Let h=(1/2), RAD(z)=z^(1/2) and f(n)=2^n for each natural number n.
For which real values of x does the following equality hold?
sin(x)=RAD{h-h*cot(f(1)*x)*(RAD{h-h*cot(f(2)*x)*RAD{h-h*cot(f(3)*x)*RAD{h-h*cot(f(4)*x)*RAD{...
I think this has solutions:
(sin(x)=sqrt(.5 -.5cot(2x)*A_1)\\sin^2(x) = .5-.5cot(2x)*A_1\\1-2sin^2(x) = cot(2x)*A_1\\cos(2x) = cot(2x)*A_1 \\A_1 = sin(2x) )
One can continue to get (A_n = sin(2^n x)), and by induction you can show its true for all n.
So (sin(x) = sqrt(.5-.5cot(2x)*sin(2x)) => sin^2(x) = .5-.5cos(2x)) which is an identity.

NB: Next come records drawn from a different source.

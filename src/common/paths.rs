//! Artifact directory layout and configuration paths
//!
//! Everything a run produces lives under one artifact directory so CI can
//! upload it as a single folder:
//!
//! ```text
//! <artifacts>/cli_home/             wallet home handed to the GUI
//! <artifacts>/cli_home/lcd/         gaiacli keystore
//! <artifacts>/node_home/            gaiad home
//! <artifacts>/node_home/config/gaiaversion.txt
//! <artifacts>/main-process.log
//! <artifacts>/renderer-process.log
//! <artifacts>/snapshot.png
//! ```

use std::io;
use std::path::{Path, PathBuf};

/// Name used for the configuration directory
const APP_NAME: &str = "voyager-e2e";

/// Resolved locations inside one artifact directory
#[derive(Debug, Clone, PartialEq, Eq)]
pub struct ArtifactPaths {
    root: PathBuf,
}

impl ArtifactPaths {
    pub fn new(root: impl Into<PathBuf>) -> Self {
        Self { root: root.into() }
    }

    pub fn root(&self) -> &Path {
        &self.root
    }

    /// Home directory of the wallet, as seen by the GUI
    pub fn cli_home(&self) -> PathBuf {
        self.root.join("cli_home")
    }

    /// Keystore directory passed to `gaiacli --home`
    pub fn keystore(&self) -> PathBuf {
        self.cli_home().join("lcd")
    }

    pub fn node_home(&self) -> PathBuf {
        self.root.join("node_home")
    }

    /// Network config directory the GUI copies its settings from
    pub fn node_config_dir(&self) -> PathBuf {
        self.node_home().join("config")
    }

    pub fn node_config_file(&self) -> PathBuf {
        self.node_config_dir().join("config.toml")
    }

    pub fn version_file(&self) -> PathBuf {
        self.node_config_dir().join("gaiaversion.txt")
    }

    pub fn main_process_log(&self) -> PathBuf {
        self.root.join("main-process.log")
    }

    pub fn renderer_process_log(&self) -> PathBuf {
        self.root.join("renderer-process.log")
    }

    pub fn screenshot(&self) -> PathBuf {
        self.root.join("snapshot.png")
    }

    /// Remove both homes left by a previous run and recreate the root
    ///
    /// Log files and screenshots are kept; they are appended to.
    pub fn clean(&self) -> io::Result<()> {
        for dir in [self.cli_home(), self.node_home()] {
            match std::fs::remove_dir_all(&dir) {
                Ok(()) => {}
                Err(e) if e.kind() == io::ErrorKind::NotFound => {}
                Err(e) => return Err(e),
            }
        }
        std::fs::create_dir_all(&self.root)
    }
}

/// Get the configuration directory path
///
/// Uses the directories crate for platform-appropriate locations:
/// - Linux: `~/.config/voyager-e2e/`
/// - macOS: `~/Library/Application Support/voyager-e2e/`
/// - Windows: `%APPDATA%\voyager-e2e\`
pub fn config_dir() -> Option<PathBuf> {
    directories::ProjectDirs::from("", "", APP_NAME).map(|dirs| dirs.config_dir().to_path_buf())
}

/// Get the path to the configuration file
pub fn config_path() -> Option<PathBuf> {
    config_dir().map(|dir| dir.join("config.toml"))
}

So the above euqation is an identity for any x for which is holds. Just working over ([0,2\pi)), we need to exclude ((\pi,2\pi)) since (sin(x)) is negative there and identity can't hold.
Our next two restrictions are we can't divide by zero, and any radicand has to be positive.
Hence,
(sin(2^n x) != 0 => 2^n x != 0), or (\pi => x != 0), or (\pi/2^n.)
Also (.5 - .5cot(2^nx)*A_n > 0 => .5 - .5cos(2^n x) > 0 => cos(2^n x) < 1), which is true for all x.
So it seems this is an identity on ((0,\pi)-{\pi/2^n) for any (n > 0)
PS: Anyone know how to get rid of those annoying breaks?